#### Source data
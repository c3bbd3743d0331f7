//! Argon2id password hashing.
//!
//! Hashes are PHC strings (`$argon2id$v=19$...`) carrying their own salt and
//! parameters, so verification keeps working if the cost settings change.

use argon2::{
    password_hash::{rand_core::OsRng, PasswordHash, PasswordHasher as _, PasswordVerifier, SaltString},
    Algorithm, Argon2, Params, Version,
};

use crate::domain::foundation::AuthError;
use crate::ports::PasswordHasher;

/// Argon2id hasher with configurable cost.
#[derive(Clone)]
pub struct Argon2Hasher {
    argon2: Argon2<'static>,
}

impl Argon2Hasher {
    /// Hasher with the library's recommended parameters.
    pub fn new() -> Self {
        Self {
            argon2: Argon2::default(),
        }
    }

    /// Hasher with explicit memory (KiB), iteration and lane counts.
    pub fn with_params(memory_kib: u32, iterations: u32, parallelism: u32) -> Result<Self, AuthError> {
        let params = Params::new(memory_kib, iterations, parallelism, None)
            .map_err(|e| AuthError::internal(format!("Invalid Argon2 parameters: {}", e)))?;
        Ok(Self {
            argon2: Argon2::new(Algorithm::Argon2id, Version::V0x13, params),
        })
    }
}

impl Default for Argon2Hasher {
    fn default() -> Self {
        Self::new()
    }
}

impl PasswordHasher for Argon2Hasher {
    fn hash(&self, password: &str) -> Result<String, AuthError> {
        let salt = SaltString::generate(&mut OsRng);
        self.argon2
            .hash_password(password.as_bytes(), &salt)
            .map(|hash| hash.to_string())
            .map_err(|e| AuthError::internal(format!("Password hashing failed: {}", e)))
    }

    fn verify(&self, password: &str, hash: &str) -> Result<bool, AuthError> {
        let parsed = PasswordHash::new(hash)
            .map_err(|e| AuthError::internal(format!("Invalid password hash format: {}", e)))?;

        match self.argon2.verify_password(password.as_bytes(), &parsed) {
            Ok(()) => Ok(true),
            Err(argon2::password_hash::Error::Password) => Ok(false),
            Err(e) => Err(AuthError::internal(format!("Password verification failed: {}", e))),
        }
    }
}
########
▸ **Your assignment**: Please return exactly the lines from the opening line of the data above through the line with "impl PasswordHasher for", both included and nothing else.

▸ **Written solution**:
repository c3bbd3743d0331f7
//! Argon2id password hashing.
//!
//! Hashes are PHC strings (`$argon2id$v=19$...`) carrying their own salt and
//! parameters, so verification keeps working if the cost settings change.

use argon2::{
    password_hash::{rand_core::OsRng, PasswordHash, PasswordHasher as _, PasswordVerifier, SaltString},
    Algorithm, Argon2, Params, Version,
};

use crate::domain::foundation::AuthError;
use crate::ports::PasswordHasher;

/// Argon2id hasher with configurable cost.
#[derive(Clone)]
pub struct Argon2Hasher {
    argon2: Argon2<'static>,
}

impl Argon2Hasher {
    /// Hasher with the library's recommended parameters.
    pub fn new() -> Self {
        Self {
            argon2: Argon2::default(),
        }
    }

    /// Hasher with explicit memory (KiB), iteration and lane counts.
    pub fn with_params(memory_kib: u32, iterations: u32, parallelism: u32) -> Result<Self, AuthError> {
        let params = Params::new(memory_kib, iterations, parallelism, None)
            .map_err(|e| AuthError::internal(format!("Invalid Argon2 parameters: {}", e)))?;
        Ok(Self {
            argon2: Argon2::new(Algorithm::Argon2id, Version::V0x13, params),
        })
    }
}

impl Default for Argon2Hasher {
    fn default() -> Self {
        Self::new()
    }
}

impl PasswordHasher for Argon2Hasher {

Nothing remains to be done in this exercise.